The Federal Government is about to start stripping those who they claim are involved in terrorism of their Australian citizenship.
At the end of last year, Australia passed controversial legislation which authorises the Immigration Minister to revoke the citizenship of dual nationals if he believes they may be a terrorism threat.
The law places unprecedented power into the hands of a single politician, who can revoke citizenship without any oversight by a court.
In a letter sent to Parliament last November, the Joint Councils for Civil Liberties called for the Bill to be abandoned.
“It is a fundamental error to expressly legislate for two classes of Australian citizenship – it emboldens the rhetoric of extremists who would assert that there are ‘true’ Australians and then there are ‘others’”, the letter said.
Despite the criticism, the “Allegiance to Australia” Bill was passed in Federal Parliament, supported by both major parties.
Immigration Minister Peter Dutton announced last week that his newly established “Citizenship Loss Board” was currently processing more than 100 potential citizenship revocations.
How the Board intends to make its decisions is unclear, and many believe revocations will be influenced by political considerations – including pressure by radio commentators and other segments of the media.
Government Wants Even More Power
On Tuesday, Jacinta Carroll, head of counter-terrorism policy at the Australian Strategic Policy Institute (ASPI) and its deputy director Anthony Bergin complained that the Minister’s power does not go far enough.
ASPI is an organisation which is partly funded by the Government. It is mandated to provide expert advice to Australia’s strategic and defence leaders.
Carroll and Bergin say the Minister should not be confined to stripping the citizenship of dual nationals – but should also have the power to leave sole nationals stateless.
While acknowledging that Australia is “unfortunately” bound by international treaty obligations, the pair suggested we look towards the UK, which last year passed a law allowing its government to render its citizens stateless.
The New Law
The new law is embodied in section 33A of the Australian Citizenship Act 2007 (Cth), which states:
A person who is a national or citizen of another country renounces their Australian citizenship if the person acts inconsistently with their allegiance to Australia by:
(a) engaging in international terrorist activities using explosive or lethal devices;
(b) engaging in a terrorist act;
(c) providing or receiving training connected with preparation for, engagement in, or assistance in a terrorist act;
(d) directing the activities of a terrorist organisation;
(e) recruiting for a terrorist organisation;
(f) financing terrorism;
(g) financing a terrorist;
(h) engaging in foreign incursions and recruitment.
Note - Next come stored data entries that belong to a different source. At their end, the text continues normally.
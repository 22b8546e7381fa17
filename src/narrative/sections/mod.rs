//! Per-layer paragraph generators
//!
//! Each module renders one layer's paragraph from its ordered units (the lead
//! class followed by the layer's rest classes):
//! - bioclimate: climate sentences, preceded by the elevation gradient
//! - landform: relief sentences with slope, facing and bedrock clauses
//! - landcover: cover sentences with population, density and ground clauses
//! - lithology: bedrock sentences, or a mixed-bedrock summary
//!
//! Rest classes at 20% or less are collected into a fraction group that
//! closes the paragraph.

pub mod bioclimate;
pub mod landcover;
pub mod landform;
pub mod lithology;

use smallvec::SmallVec;

use crate::analysis::zones::ZoneSeverity;
use crate::narrative::utils::classify::Proportion;
use crate::narrative::utils::text::{capitalize_first, join_list};
use crate::types::{ClassRecord, Layer, PolygonContext};

/// Labels that name open water in any layer.
static WATER_LABELS: &[&str] = &["Water bodies", "Surface Water"];

pub fn is_water_label(label: &str) -> bool {
    WATER_LABELS.contains(&label)
}

/// State carried across paragraphs while one polygon is narrated.
#[derive(Debug, Clone, Default, PartialEq, Eq)]
pub struct SynthesisState {
    water_mentioned: bool,
}

impl SynthesisState {
    pub fn water_mentioned(&self) -> bool {
        self.water_mentioned
    }

    /// Whether a composition clause may name this correlated class.
    ///
    /// Once water has been narrated, clauses naming water are dropped.
    pub fn allows(&self, label: &str) -> bool {
        !(self.water_mentioned && is_water_label(label))
    }

    /// Record a rendered unit.
    pub fn observe(&mut self, unit: &ClassRecord) {
        let water_unit = match unit.layer {
            Layer::Landform | Layer::Landcover => is_water_label(&unit.label),
            _ => false,
        };
        let water_neighbour = [Layer::Landform, Layer::Landcover]
            .into_iter()
            .filter_map(|layer| unit.co_occurrence(layer))
            .any(|co| is_water_label(&co.label));
        if water_unit || water_neighbour {
            self.water_mentioned = true;
        }
    }
}

/// Subject of a unit's sentence: the proper name for the lead class, the
/// generic noun otherwise.
pub(crate) fn subject(ctx: &PolygonContext, unit: &ClassRecord) -> String {
    if unit.is_lead() {
        ctx.name.subject()
    } else {
        ctx.name.short_subject()
    }
}

/// Whether a unit goes to the fraction group instead of its own sentence.
pub(crate) fn is_grouped(unit: &ClassRecord) -> bool {
    !unit.is_lead() && Proportion::from_percent(unit.percent).is_fraction()
}

/// Sentence opener of a location sentence, "Most of this " through "This ".
pub(crate) fn location_opener(severity: ZoneSeverity, plural: bool) -> &'static str {
    match (severity, plural) {
        (ZoneSeverity::Most, false) => "Most of this ",
        (ZoneSeverity::AlmostAll, false) => "Almost all of this ",
        (ZoneSeverity::All, false) => "This ",
        (ZoneSeverity::Most, true) => "Most of these ",
        (ZoneSeverity::AlmostAll, true) => "Almost all of these ",
        (ZoneSeverity::All, true) => "These ",
    }
}

/// Closing text for a paragraph's fraction group.
///
/// A single member is narrated by `single`; several are listed as
/// "fractions of the {noun} {verb} a, b, and c{tail}. ".
pub(crate) fn fraction_group<F>(
    ctx: &PolygonContext,
    members: &[&ClassRecord],
    verb: &str,
    tail: &str,
    state: &mut SynthesisState,
    mut single: F,
) -> String
where
    F: FnMut(&ClassRecord, &SynthesisState) -> String,
{
    match members {
        [] => String::new(),
        [only] => {
            let text = single(*only, state);
            state.observe(*only);
            text
        }
        _ => {
            let names: SmallVec<[&str; 4]> = members.iter().map(|m| m.prose).collect();
            for member in members {
                state.observe(member);
            }
            capitalize_first(&format!(
                "fractions of the {} {} {}{}. ",
                ctx.name.noun,
                verb,
                join_list(&names),
                tail
            ))
        }
    }
}

#[cfg(test)]
mod tests {
    use super::*;
    use crate::test_support::record;
    use crate::types::CoOccurrence;

    #[test]
    fn test_water_state_from_landform_unit() {
        let mut state = SynthesisState::default();
        assert!(state.allows("Water bodies"));
        state.observe(&record(Layer::Landform, "Surface Water", 30.0));
        assert!(state.water_mentioned());
        assert!(!state.allows("Water bodies"));
        assert!(!state.allows("Surface Water"));
        assert!(state.allows("Grassland"));
    }

    #[test]
    fn test_water_state_from_correlated_landform() {
        let mut state = SynthesisState::default();
        let mut unit = record(Layer::Lithology, "Unconsolidated Sediment", 40.0);
        unit.co_occurrences.set(
            Layer::Landform,
            CoOccurrence {
                label: "Surface Water".to_string(),
                percent: 95.0,
                prose: "bodies of surface water",
            },
        );
        state.observe(&unit);
        assert!(state.water_mentioned());
    }

    #[test]
    fn test_bioclimate_unit_does_not_set_water() {
        let mut state = SynthesisState::default();
        state.observe(&record(Layer::Bioclimate, "Warm Dry", 60.0));
        assert!(!state.water_mentioned());
    }

    #[test]
    fn test_location_openers() {
        assert_eq!(location_opener(ZoneSeverity::Most, false), "Most of this ");
        assert_eq!(location_opener(ZoneSeverity::All, true), "These ");
    }
}
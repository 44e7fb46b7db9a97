pub mod aggregate;
pub mod batch;
pub mod client;
pub mod dispatch;
pub mod fallback;
pub mod generator;
pub mod parse;
pub mod pipeline;
pub mod prompt;
pub mod reconcile;
pub mod retry;
pub mod skip;

pub use aggregate::ResultAggregator;
pub use batch::BatchGrouper;
pub use client::{GenerationClient, GenerationOptions};
pub use dispatch::{BatchFailure, BatchOutcome, BatchOutput, ConcurrencyBoundedDispatcher};
pub use fallback::FallbackExecutor;
pub use generator::Generator;
pub use parse::{ParseOutcome, ParserConfig, ResponseParser};
pub use pipeline::{ArtifactCheck, GenerationPipeline, PipelineConfig};
pub use prompt::{DefaultPromptBuilder, PromptBuilder};
pub use reconcile::{BatchReconciliation, Reconciler, Reconciliation};
pub use retry::{RetryExecutor, RetryOutcome, RetryPolicy};
pub use skip::{ArtifactSkipGuard, SkipGuardConfig};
The legislation is cleverly worded so that citizenship is ‘renounced’ by a person’s actions, rather than ‘revoked’ by the Minister’s decision; which, it has been argued, takes away the potential for judicial oversight.
Moves to allow politicians to strip nationals of their citizenship have been considered in a number of other countries.
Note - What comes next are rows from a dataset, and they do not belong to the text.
//! Configuration Management
//!
//! Layered configuration for the pipeline, parser, skip guard, artifact layout, provider
//! and logging. Sources are merged by [`ConfigLoader`] in increasing precedence: defaults,
//! global file, workspace files, environment.

use crate::generation::parse::ParserConfig;
use crate::generation::pipeline::PipelineConfig;
use crate::generation::skip::SkipGuardConfig;
use crate::logging::LoggingConfig;
use crate::store::ArtifactLayout;
use serde::{Deserialize, Serialize};

pub use crate::provider::ProviderConfig;

mod facade;
mod merge;
mod sources;

pub use facade::ConfigLoader;

/// Root configuration structure
#[derive(Debug, Clone, Default, PartialEq, Serialize, Deserialize)]
pub struct ForgeConfig {
    #[serde(default)]
    pub pipeline: PipelineConfig,

    #[serde(default)]
    pub parser: ParserConfig,

    #[serde(default)]
    pub skip_guard: SkipGuardConfig,

    /// Where artifacts are read and written
    #[serde(default)]
    pub layout: ArtifactLayout,

    #[serde(default)]
    pub provider: ProviderConfig,

    #[serde(default)]
    pub logging: LoggingConfig,
}

/// Configuration validation errors
#[derive(Debug, Clone, PartialEq, Eq)]
pub enum ValidationError {
    Pipeline(String),
    Parser(String),
    Provider(String),
}

impl std::fmt::Display for ValidationError {
    fn fmt(&self, f: &mut std::fmt::Formatter<'_>) -> std::fmt::Result {
        match self {
            ValidationError::Pipeline(msg) => write!(f, "Pipeline: {}", msg),
            ValidationError::Parser(msg) => write!(f, "Parser: {}", msg),
            ValidationError::Provider(msg) => write!(f, "Provider: {}", msg),
        }
    }
}

impl std::error::Error for ValidationError {}

impl ForgeConfig {
    /// Validate the entire configuration, collecting every problem.
    pub fn validate(&self) -> Result<(), Vec<ValidationError>> {
        let mut errors = Vec::new();

        if self.pipeline.batch_size == 0 {
            errors.push(ValidationError::Pipeline(
                "batch_size must be greater than zero".to_string(),
            ));
        }
        if self.pipeline.concurrency == 0 {
            errors.push(ValidationError::Pipeline(
                "concurrency must be greater than zero".to_string(),
            ));
        }
        if self.pipeline.retry.max_attempts == 0 {
            errors.push(ValidationError::Pipeline(
                "retry.max_attempts must be greater than zero".to_string(),
            ));
        }
        if self.pipeline.retry.max_delay_ms < self.pipeline.retry.base_delay_ms {
            errors.push(ValidationError::Pipeline(
                "retry.max_delay_ms must not be below retry.base_delay_ms".to_string(),
            ));
        }

        if self.parser.discriminator_fields.is_empty() {
            errors.push(ValidationError::Parser(
                "discriminator_fields cannot be empty".to_string(),
            ));
        }

        if let Err(e) = self.provider.validate() {
            errors.push(ValidationError::Provider(e));
        }

        if errors.is_empty() {
            Ok(())
        } else {
            Err(errors)
        }
    }
}
//! Integration tests for the artifact generation pipeline

mod cli_check;
mod logging_output;
mod pipeline_scenario;
mod refinement;
mod skip_idempotence;
mod support;
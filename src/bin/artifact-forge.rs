//! artifact-forge CLI Binary
//!
//! Command-line interface for batched artifact generation.

use anyhow::Context;
use artifact_forge::cli::{map_error, Cli, RunContext};
use artifact_forge::config::ConfigLoader;
use artifact_forge::logging::{init_logging, LoggingConfig};
use clap::Parser;
use std::process;
use tracing::{error, info};

#[tokio::main]
async fn main() -> anyhow::Result<()> {
    let cli = Cli::parse();

    let logging_config = build_logging_config(&cli);
    init_logging(Some(&logging_config)).context("Failed to initialize logging")?;

    info!("artifact-forge starting");

    let context = match RunContext::new(cli.workspace.clone(), cli.config.clone()) {
        Ok(ctx) => ctx,
        Err(e) => {
            error!("Error initializing workspace: {}", e);
            eprintln!("{}", map_error(&e));
            process::exit(1);
        }
    };

    match context.execute(&cli.command).await {
        Ok(output) => {
            info!("Command completed successfully");
            println!("{}", output);
            Ok(())
        }
        Err(e) => {
            error!("Command failed: {}", e);
            eprintln!("{}", map_error(&e));
            process::exit(1);
        }
    }
}

/// Build logging configuration from CLI args and the config file.
fn build_logging_config(cli: &Cli) -> LoggingConfig {
    if cli.quiet {
        return LoggingConfig {
            enabled: false,
            ..LoggingConfig::default()
        };
    }

    let mut config = if let Some(ref config_path) = cli.config {
        ConfigLoader::load_from_file(config_path)
            .ok()
            .map(|c| c.logging)
            .unwrap_or_default()
    } else {
        ConfigLoader::load(&cli.workspace)
            .ok()
            .map(|c| c.logging)
            .unwrap_or_default()
    };

    if cli.verbose {
        config.level = "debug".to_string();
    }
    if let Some(ref level) = cli.log_level {
        config.level = level.clone();
    }
    if let Some(ref format) = cli.log_format {
        config.format = format.clone();
    }
    if let Some(ref output) = cli.log_output {
        config.output = output.clone();
    }
    if config.file.is_relative() {
        config.file = cli.workspace.join(&config.file);
    }

    config
}
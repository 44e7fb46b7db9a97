//! Refinement runs keep earlier successes and never lower coverage.

use super::support::{fast_config, items, json_reply, pipeline, ScriptedClient};
use artifact_forge::types::ItemState;
use artifact_forge::GenerationError;
use std::sync::Arc;
use tempfile::TempDir;

#[tokio::test]
async fn refinement_fills_gaps_and_keeps_successes() {
    let temp = TempDir::new().unwrap();
    let mut config = fast_config(5, 3);
    config.persist = false;
    let work = items(4);

    let flaky = Arc::new(ScriptedClient::new(|ids, _| {
        if ids.iter().any(|id| id == "item-04") {
            Err(GenerationError::Configuration("model not loaded".to_string()))
        } else {
            Ok(json_reply(ids))
        }
    }));
    let first = pipeline(flaky, temp.path(), config.clone())
        .run(&work)
        .await
        .unwrap();
    assert_eq!(first.coverage_percentage, 75);

    let healthy = Arc::new(ScriptedClient::echo());
    let refined = pipeline(healthy.clone(), temp.path(), config.clone())
        .refine(&work, &first, "Focus on error paths")
        .await
        .unwrap();

    assert_eq!(refined.coverage_percentage, 100);
    assert_eq!(refined.outcome("item-04").unwrap().state, ItemState::BatchGenerated);
    assert!(healthy.total_calls() >= 1);
}

#[tokio::test]
async fn failing_refinement_never_lowers_coverage() {
    let temp = TempDir::new().unwrap();
    let mut config = fast_config(5, 3);
    config.persist = false;
    let work = items(4);

    let first = pipeline(Arc::new(ScriptedClient::echo()), temp.path(), config.clone())
        .run(&work)
        .await
        .unwrap();
    assert_eq!(first.coverage_percentage, 100);

    let broken = Arc::new(ScriptedClient::new(|_, _| {
        Err(GenerationError::Unauthorized("key revoked".to_string()))
    }));
    let refined = pipeline(broken, temp.path(), config)
        .refine(&work, &first, "More detail please")
        .await
        .unwrap();

    assert_eq!(refined.coverage_percentage, 100);
    assert!(refined.coverage_percentage >= first.coverage_percentage);
    for outcome in &refined.outcomes {
        assert_eq!(outcome.state, ItemState::BatchGenerated);
        assert_eq!(Some(outcome), first.outcome(&outcome.item_id));
    }
}

#[tokio::test]
async fn refinement_context_reaches_the_prompt() {
    let temp = TempDir::new().unwrap();
    let seen = Arc::new(parking_lot::Mutex::new(Vec::<String>::new()));
    let recorder = RecordingClient { seen: seen.clone() };
    let work = items(1);
    let first = artifact_forge::generation::aggregate::ResultAggregator::finish(
        artifact_forge::ArtifactKind::TestPlan,
        vec![artifact_forge::ItemOutcome::failed("item-01", "timeout", Vec::new())],
    );

    let pipeline = artifact_forge::GenerationPipeline::new(
        Arc::new(recorder),
        artifact_forge::ArtifactKind::TestPlan,
    )
    .with_layout(artifact_forge::store::ArtifactLayout::with_root(temp.path()))
    .with_config(fast_config(5, 1));
    let refined = pipeline
        .refine(&work, &first, "Cover the lockout rule")
        .await
        .unwrap();

    assert_eq!(refined.coverage_percentage, 100);
    assert!(seen.lock()[0].contains("Cover the lockout rule"));
}

struct RecordingClient {
    seen: Arc<parking_lot::Mutex<Vec<String>>>,
}

#[async_trait::async_trait]
impl artifact_forge::GenerationClient for RecordingClient {
    async fn generate(
        &self,
        prompt: &str,
        _options: &artifact_forge::GenerationOptions,
    ) -> Result<String, GenerationError> {
        self.seen.lock().push(prompt.to_string());
        Ok(json_reply(&super::support::prompt_ids(prompt)))
    }
}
In the past fortnight alone, France announced it had dropped plans to enact legislation similar to Australia’s, while the Turkish President proposed to enact analogous laws.
However, most countries are loath to flout their international obligations when it comes to the treatment of their own citizens.
The Lucky Country?
Australia has historically been seen as a liberal democracy – a ‘lucky country’ where individuals enjoy a range of freedoms and safeguards against the powers of the State.
We have traditionally protected and respected the separation of powers between the government and courts – so that those accused by the State have recourse to courts before their liberty is taken away.
Sadly, the last few years has seen an enormous shift away from individual liberties and towards State control – where law enforcement agencies and even politicians have been empowered to make decisions which fundamentally affect individuals, such as control orders and preventative detention orders, without judicial oversight.
The presumption of innocence, right to silence, right against self-incrimination, legal professional privilege, right to protest and right against arbitrary detention are just a few areas which have been diluted by hundreds of new laws passed by both State and Federal Parliaments, supported by both major parties, and almost invariably justified (at least in part) by the threat of terrorism.
Numerous laws have been past which criminalise those who dare to speak out against the State, including in the context of:
- unjustified terrorism raids,
- human rights abuses in detention centres,
- operations on offshore boats, and
- crime and corruption within governments and police forces.
The powers of police and other law enforcement agencies have been significantly bolstered by changes to laws on arrests, searches, meta data retention laws and laws which give officers immunity from civil and criminal prosecution during ‘special intelligence operations’, to name just a few.
As we move forward, perhaps it’s time we start to question whether we wish to continue accepting our degeneration into a nation which, in some respects, is beginning to resemble the totalitarian regimes of Nazi Germany or Mussolini’s Italy.